**Excerpted records:**
//! Line-mode interactive shell.
//!
//! ```text
//!            open <n>                 cd ..
//! TopicList ─────────► TopicDetail ──────────► TopicList
//!     │ search <q>          ▲
//!     ▼                     │ open <n>
//!   Search ─────────────────┘
//! ```
//!
//! The topic listing survives while a topic or search is open, so `cd ..`
//! returns to it without a request.

mod command;
mod state;

use command::{BookmarkAction, ShellCommand, HELP};
use state::{BrowseView, TopicListing};

use crate::commands::{self, Context};
use crate::export::ExportFormat;
use crate::output::OutputFormat;
use anyhow::Result;
use forum_client::TopicFilter;
use std::io::{self, BufRead, Write};
use topic_pager::{LoadMoreOutcome, TopicPager};
use tracing::{debug, info};

enum Flow {
    Continue,
    Exit,
}

pub struct Shell<'a> {
    ctx: &'a Context,
    listing: TopicListing,
    view: BrowseView,
}

/// Run the shell until `exit` or end of input.
pub async fn run(ctx: &Context) -> Result<()> {
    let mut shell = Shell::new(ctx);
    shell.run().await
}

fn read_line() -> io::Result<Option<String>> {
    let mut line = String::new();
    if io::stdin().lock().read_line(&mut line)? == 0 {
        return Ok(None);
    }
    Ok(Some(line))
}

impl<'a> Shell<'a> {
    pub fn new(ctx: &'a Context) -> Self {
        Self {
            ctx,
            listing: TopicListing::new(TopicFilter::Latest),
            view: BrowseView::TopicList,
        }
    }

    pub async fn run(&mut self) -> Result<()> {
        println!(
            "{} - line mode (logged in as @{})",
            self.ctx.client.base_url(),
            self.ctx.client.username()
        );
        println!("Type 'help' for available commands\n");
        info!("Shell started");

        if let Err(e) = self.load_topics().await {
            eprintln!("Error loading topics: {}", e);
        }

        loop {
            print!("ldo> ");
            io::stdout().flush().ok();

            let Some(line) = read_line()? else {
                println!();
                break;
            };

            let command = match ShellCommand::parse(&line) {
                Ok(Some(command)) => command,
                Ok(None) => continue,
                Err(message) => {
                    println!("{}", message);
                    continue;
                }
            };

            debug!(command = ?command, "Shell command");
            match self.execute(command).await {
                Ok(Flow::Continue) => {}
                Ok(Flow::Exit) => break,
                Err(e) => eprintln!("Error: {}", e),
            }
        }

        println!("Goodbye!");
        Ok(())
    }

    async fn execute(&mut self, command: ShellCommand) -> Result<Flow> {
        match command {
            ShellCommand::List(limit) => self.list(limit),
            ShellCommand::Open(position) => self.open(position).await?,
            ShellCommand::Back => {
                self.view = BrowseView::TopicList;
                println!("Back to topic list");
            }
            ShellCommand::Pwd => println!("{}", self.view.location(&self.listing)),
            ShellCommand::View(floor) => self.view_post(floor).await?,
            ShellCommand::More => self.more().await?,
            ShellCommand::Jump(floor) => self.jump(Some(floor)).await?,
            ShellCommand::Last => self.jump(None).await?,
            ShellCommand::Reply => self.reply().await?,
            ShellCommand::Like(floor) => self.like(floor).await?,
            ShellCommand::Browser => {
                let topic_id = self.open_topic()?.topic_id();
                let url = commands::open_topic(self.ctx, topic_id)?;
                println!("Opening in browser: {}", url);
            }
            ShellCommand::Filter(name) => self.filter(name).await?,
            ShellCommand::Refresh => self.refresh().await?,
            ShellCommand::Search(query) => self.search(&query, 1).await?,
            ShellCommand::ClearScreen => {
                print!("\x1B[H\x1B[2J");
                io::stdout().flush().ok();
            }
            ShellCommand::Bookmarks(action) => self.bookmarks(action).await?,
            ShellCommand::Help => println!("{}", HELP),
            ShellCommand::Exit => return Ok(Flow::Exit),
        }
        Ok(Flow::Continue)
    }

    fn open_topic(&self) -> Result<&TopicPager> {
        self.view
            .pager()
            .ok_or_else(|| anyhow::anyhow!("No topic opened. Use 'open <number>' first"))
    }

    fn open_topic_mut(&mut self) -> Result<&mut TopicPager> {
        self.view
            .pager_mut()
            .ok_or_else(|| anyhow::anyhow!("No topic opened. Use 'open <number>' first"))
    }

    async fn load_topics(&mut self) -> Result<()> {
        let page = self.ctx.client.list_topics(self.listing.filter).await?;
        self.listing.reset(page);
        Ok(())
    }

    fn list(&self, limit: usize) {
        match &self.view {
            BrowseView::Search(page) => commands::print_search_page(page),
            _ => commands::print_topics(
                &self.listing.topics,
                &self.listing.filter,
                limit,
                self.listing.more.is_some(),
            ),
        }
    }

    async fn open(&mut self, position: usize) -> Result<()> {
        let topic_id = self
            .view
            .topic_id_at(&self.listing, position)
            .ok_or_else(|| anyhow::anyhow!("Invalid number: {}", position))?;

        let pager = TopicPager::open(&self.ctx.client, topic_id).await?;
        println!("Opened: {}", pager.detail().title);
        println!("Total posts: {}", pager.posts_count());
        self.view = BrowseView::TopicDetail(pager);
        Ok(())
    }

    async fn view_post(&self, floor: Option<u32>) -> Result<()> {
        let pager = self.open_topic()?;
        let post = match floor {
            Some(floor) => pager.view_floor(&self.ctx.client, floor).await?,
            None => match pager.posts().first() {
                Some(post) => post.clone(),
                None => anyhow::bail!("No posts loaded"),
            },
        };
        commands::print_post(&post);
        Ok(())
    }

    async fn more(&mut self) -> Result<()> {
        let search = match &self.view {
            BrowseView::Search(page) => Some((page.query.clone(), page.next_page)),
            _ => None,
        };
        if let Some((query, next)) = search {
            match next {
                Some(next) => self.search(&query, next).await?,
                None => println!("No more results"),
            }
            return Ok(());
        }

        if let Some(pager) = self.view.pager_mut() {
            match pager.load_more(&self.ctx.client).await? {
                LoadMoreOutcome::Loaded { received, .. } => println!(
                    "Loaded {} more posts. Total: {}/{}",
                    received,
                    pager.loaded_count(),
                    pager.posts_count()
                ),
                LoadMoreOutcome::Exhausted => println!("All posts loaded"),
            }
            return Ok(());
        }

        let Some(cursor) = self.listing.more.clone() else {
            println!("No more topics to load");
            return Ok(());
        };
        let page = self.ctx.client.more_topics(&cursor).await?;
        let added = self.listing.append(page);
        println!(
            "Loaded {} more topics. Total: {}",
            added,
            self.listing.topics.len()
        );
        Ok(())
    }

    /// Jump to `floor`, or to the last post when `None`.
    async fn jump(&mut self, floor: Option<u32>) -> Result<()> {
        let Some(pager) = self.view.pager_mut() else {
            anyhow::bail!("No topic opened");
        };
        let outcome = match floor {
            Some(floor) => pager.jump_to_floor(&self.ctx.client, floor).await?,
            None => pager.jump_to_last(&self.ctx.client).await?,
        };

        if let Some(requested) = floor.filter(|f| *f != outcome.floor) {
            println!(
                "Floor #{} is unavailable, showing #{}",
                requested, outcome.floor
            );
        }
        if let Some(post) = pager.posts().get(outcome.target_index) {
            commands::print_post(post);
        }
        println!(
            "{} posts around this floor loaded. Use 'more' to continue.",
            pager.loaded_count()
        );
        Ok(())
    }

    async fn reply(&mut self) -> Result<()> {
        let topic_id = self.open_topic()?.topic_id();

        println!("Enter your reply (type 'END' on a new line to finish, 'CANCEL' to cancel):");
        let message = commands::read_message(&mut io::stdin().lock())?;
        let Some(message) = message else {
            println!("Reply cancelled");
            return Ok(());
        };

        let created = self.ctx.client.create_post(topic_id, &message, None).await?;
        if created.post_number > 0 {
            println!("Reply posted as floor #{}", created.post_number);
        } else {
            println!("Reply posted successfully!");
        }

        let ctx = self.ctx;
        let pager = self.open_topic_mut()?;
        if let Err(e) = pager.refresh(&ctx.client).await {
            eprintln!("Reply posted, but reloading the topic failed: {}", e);
        }
        Ok(())
    }

    async fn like(&mut self, floor: u32) -> Result<()> {
        let ctx = self.ctx;
        let pager = self.open_topic_mut()?;
        let outcome = pager.toggle_like(&ctx.client, floor).await?;

        if outcome.liked {
            println!("Post liked! ({} likes)", outcome.post.like_count());
        } else {
            println!("Post unliked ({} likes)", outcome.post.like_count());
        }
        Ok(())
    }

    async fn filter(&mut self, name: Option<String>) -> Result<()> {
        let Some(name) = name else {
            println!("Current filter: {}", self.listing.filter);
            println!("Available filters: latest, hot, new, top, top:<period>, unread");
            return Ok(());
        };

        let filter: TopicFilter = match name.parse() {
            Ok(TopicFilter::Top(_)) if !name.contains(':') => {
                TopicFilter::Top(self.ctx.client.default_top_period())
            }
            Ok(filter) => filter,
            Err(message) => anyhow::bail!(message),
        };
        self.listing = TopicListing::new(filter);
        self.view = BrowseView::TopicList;
        self.load_topics().await?;
        println!("Switched to {} filter", filter);
        Ok(())
    }

    async fn refresh(&mut self) -> Result<()> {
        let search = match &self.view {
            BrowseView::Search(page) => Some((page.query.clone(), page.page)),
            _ => None,
        };
        if let Some((query, page)) = search {
            return self.search(&query, page).await;
        }

        if let Some(pager) = self.view.pager_mut() {
            pager.refresh(&self.ctx.client).await?;
            println!("Topic refreshed ({} posts)", pager.posts_count());
        } else {
            self.load_topics().await?;
            println!("Topic list refreshed");
        }
        Ok(())
    }

    async fn search(&mut self, query: &str, page: u32) -> Result<()> {
        println!("Searching for '{}' (page {})...", query, page);
        let results = self.ctx.client.search(query, page).await?;
        commands::print_search_page(&results);
        if !results.results.is_empty() {
            println!("Use 'open <n>' to view a topic | 'more' for the next page | 'cd ..' to leave search");
        }
        self.view = BrowseView::Search(results);
        Ok(())
    }

    async fn bookmarks(&self, action: BookmarkAction) -> Result<()> {
        match action {
            BookmarkAction::List => commands::bookmarks_list(self.ctx, &OutputFormat::Text).await,
            BookmarkAction::Export(format) => {
                let format: ExportFormat = match format {
                    Some(name) => name.parse()?,
                    None => ExportFormat::default(),
                };
                let dir = self.ctx.export_dir(None);
                match commands::export_to(self.ctx, format, &dir).await? {
                    Some((path, count)) => {
                        println!("Exported {} bookmarks to: {}", count, path.display())
                    }
                    None => println!("No bookmarks to export."),
                }
                Ok(())
            }
            BookmarkAction::Clear => {
                commands::bookmarks_clear(self.ctx, false, &OutputFormat::Text).await
            }
        }
    }
}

**Problem:** In the records above, find the lines containing "eprintln" and copy them.

**Output of the task:**
            eprintln!("Error loading topics: {}", e);
                Err(e) => eprintln!("Error: {}", e),
            eprintln!("Reply posted, but reloading the topic failed: {}", e);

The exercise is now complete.